DMP-MH preserves privacy in multi-modal hashing with 92.5% accuracy

Zehua Cheng, Wei Dai, and Jiahao Sun introduced DMP-MH at arXiv to address privacy vulnerabilities in cross-modal hashing. Current methods rely on user-interaction graphs to guide binary code learning, but those graphs expose sensitive behavioral patterns to link reconstruction attacks. Existing privacy techniques fail: differentially private SGD destroys structural motifs by treating samples independently, and graph synthesis suffers from 'Hubness Explosion'—where hub nodes in scale-free networks cause single-edge edits to alter triangle counts by O(N), requiring enormous noise.
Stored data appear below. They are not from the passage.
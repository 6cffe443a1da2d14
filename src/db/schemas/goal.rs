//! Goal document schema

use bson::{doc, oid::ObjectId, Document};
use mongodb::options::IndexOptions;
use serde::{Deserialize, Serialize};
use std::fmt;
use std::str::FromStr;

use crate::db::mongo::{IntoIndexes, MutMetadata};
use crate::db::schemas::Metadata;

/// Collection name for goals
pub const GOAL_COLLECTION: &str = "goals";

/// Goal category
#[derive(Serialize, Deserialize, Clone, Copy, Debug, Default, PartialEq, Eq)]
#[serde(rename_all = "lowercase")]
pub enum GoalType {
    #[default]
    General,
    Weekly,
    Monthly,
}

impl GoalType {
    pub fn as_str(&self) -> &'static str {
        match self {
            Self::General => "general",
            Self::Weekly => "weekly",
            Self::Monthly => "monthly",
        }
    }
}

impl fmt::Display for GoalType {
    fn fmt(&self, f: &mut fmt::Formatter<'_>) -> fmt::Result {
        f.write_str(self.as_str())
    }
}

impl FromStr for GoalType {
    type Err = ();

    fn from_str(s: &str) -> Result<Self, Self::Err> {
        match s {
            "general" => Ok(Self::General),
            "weekly" => Ok(Self::Weekly),
            "monthly" => Ok(Self::Monthly),
            _ => Err(()),
        }
    }
}

/// Goal document stored in MongoDB
///
/// Same shape as a task, plus the category type. `order` follows the same
/// sort-key semantics.
#[derive(Serialize, Deserialize, Clone, Debug, Default)]
pub struct GoalDoc {
    /// MongoDB document ID
    #[serde(skip_serializing_if = "Option::is_none")]
    pub _id: Option<ObjectId>,

    /// Common metadata (created_at, updated_at)
    #[serde(default)]
    pub metadata: Metadata,

    /// Owning user; every query is scoped by this field
    pub user_id: ObjectId,

    /// Goal title, non-empty after trimming
    pub title: String,

    /// Completion flag
    #[serde(default)]
    pub completed: bool,

    /// Manual sort key, ascending for display
    #[serde(default)]
    pub order: f64,

    /// Goal category
    #[serde(default)]
    pub goal_type: GoalType,
}

impl GoalDoc {
    /// Create a new goal. New goals always start at order 0.
    pub fn new(user_id: ObjectId, title: String, goal_type: GoalType) -> Self {
        Self {
            _id: None,
            metadata: Metadata::new(),
            user_id,
            title,
            completed: false,
            order: 0.0,
            goal_type,
        }
    }
}

impl IntoIndexes for GoalDoc {
    fn into_indices() -> Vec<(Document, Option<IndexOptions>)> {
        vec![
            // Owner-scoped lookups
            (
                doc! { "user_id": 1 },
                Some(
                    IndexOptions::builder()
                        .name("user_id_index".to_string())
                        .build(),
                ),
            ),
        ]
    }
}

impl MutMetadata for GoalDoc {
    fn mut_metadata(&mut self) -> &mut Metadata {
        &mut self.metadata
    }
}

#[cfg(test)]
mod tests {
    use super::*;

    #[test]
    fn test_goal_type_round_trip() {
        for (s, t) in [
            ("general", GoalType::General),
            ("weekly", GoalType::Weekly),
            ("monthly", GoalType::Monthly),
        ] {
            assert_eq!(s.parse::<GoalType>(), Ok(t));
            assert_eq!(t.as_str(), s);
        }
    }

    #[test]
    fn test_goal_type_rejects_unknown() {
        assert!("invalid".parse::<GoalType>().is_err());
        assert!("Weekly".parse::<GoalType>().is_err());
        assert!("".parse::<GoalType>().is_err());
    }

    #[test]
    fn test_goal_type_defaults_to_general() {
        assert_eq!(GoalType::default(), GoalType::General);
    }
}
DMP-MH decouples privacy from learning via a Sanitize-then-Distill framework. First, it clips node degrees deterministically to bound L2-sensitivity of triangle motifs independently of dataset size. Then, it generates a sanitized synthetic graph using Noisy Mirror Descent under (ε,δ)-Edge DP. Finally, dual-stream hashing networks distill this topology with a holistic structural loss that enforces cross-modal alignment.

Evaluated on MIRFlickr-25K and NUS-WIDE under strict inductive settings, DMP-MH achieved up to 11.4 mAP points improvement over private baselines and retained 92.5% of non-private performance. The approach effectively eliminates the need for prohibitive noise injection, making it suitable for large-scale private retrieval systems. The paper includes full algorithmic details and ablation studies, and the code is expected to be released. This work is particularly relevant for applications in medical imaging, social networks, and any domain where user interaction patterns must remain confidential while enabling fast multi-modal search.